In Lower Canada, the clique was led by anglophone merchants, and succeeded in abolishing the Seigneurial system, but failed to abolish civil law. The influence of the compact and clique influence was substantially lessened after responsible government reforms such as elected upper houses brought on by the Durham Report after violence between the Family Compact and its oligopic state power and William Lyon Mackenzie's reform rebellion. Due to the close-knit informal nature of these organizations, lobbying was largely restricted to those with economic power, religious power or social status. For example, the Bank of Upper Canada, closely associated with the Family Compacy, lobbied the Lieutenant Governor of Upper Canada that no other bank should be chartered in the province, arguing that smaller banking establishments were more prone to collapse, as had been seen in the United States.

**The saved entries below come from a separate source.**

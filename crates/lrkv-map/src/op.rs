//! Map mutations as a closed, replayable sum type.
//!
//! The primitive replays each operation verbatim against both copies of the
//! map, so the variant carries everything the mutation needs and `apply`
//! clones keys and values into the copy it is mutating — neither copy ever
//! aliases the other.

use lrkv_core::Operation;
use std::collections::HashMap;
use std::hash::Hash;

/// One mutation of the key-value map.
#[derive(Debug, Clone, PartialEq, Eq)]
pub enum MapOp<K, V> {
    /// Insert `(key, value)`, displacing any previous value.
    Put(K, V),
    /// Insert `(key, value)` only when `key` is absent.
    PutIfAbsent(K, V),
    /// Remove `key`.
    Remove(K),
    /// Remove `key` only while it still maps to `value`.
    RemoveIfEqual(K, V),
    /// Remove every entry.
    Clear,
}

/// Result of applying a [`MapOp`].
#[derive(Debug, Clone, PartialEq, Eq)]
pub enum MapOpResult<V> {
    /// Previous value for `Put` and `Remove`; already-present value for
    /// `PutIfAbsent`.
    Previous(Option<V>),
    /// Whether `RemoveIfEqual` removed the entry.
    Removed(bool),
    /// `Clear` reports nothing.
    Done,
}

impl<K, V> Operation<HashMap<K, V>> for MapOp<K, V>
where
    K: Eq + Hash + Clone,
    V: Clone + PartialEq,
{
    type Output = MapOpResult<V>;

    fn apply(&self, target: &mut HashMap<K, V>) -> MapOpResult<V> {
        match self {
            Self::Put(key, value) => {
                MapOpResult::Previous(target.insert(key.clone(), value.clone()))
            }
            Self::PutIfAbsent(key, value) => {
                if let Some(existing) = target.get(key) {
                    MapOpResult::Previous(Some(existing.clone()))
                } else {
                    target.insert(key.clone(), value.clone());
                    MapOpResult::Previous(None)
                }
            }
            Self::Remove(key) => MapOpResult::Previous(target.remove(key)),
            Self::RemoveIfEqual(key, value) => {
                let matched = target.get(key) == Some(value);
                if matched {
                    target.remove(key);
                }
                MapOpResult::Removed(matched)
            }
            Self::Clear => {
                target.clear();
                MapOpResult::Done
            }
        }
    }
}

Canadian political scientist Robert Presthus highlights that early interest groups had formed by this period. In 1792, the first agricultural association identifiable by Presthus, the Agricultural Association of Quebec had been formed. The first industry group, the Montreal Board of Trade was founded in 1822. The first literary or historical society, which presumably solicited funding from the government, was founded in Quebec in 1824. The first interest group in the field of welfare was the Society for Relief of Strangers in Distress, in Toronto in 1827. Presthus finally identifies the first educational interest group, the Royal Institute for Advancement of Learning of Quebec in 1829.

===Province of Canada Period===

After unification of the two Canadas, greater power was vested in party leaders and the civil service. Patronage and clientelism continued, but with a decreased emphasis on religious elites. Little is known about lobbying in this period.

===Atlantic Provinces Pre-Confederation===
Nova Scotia was the first Canadian adopter of responsible government. Some evidence exists of relationships between Nova Scotia pre-Confederation premier Charles Tupper, who prior to Confederation was a strong supporter of the interest of trans-Canada railway companies, and negotiating with the General Mining Association, which had a de facto monopoly on mining.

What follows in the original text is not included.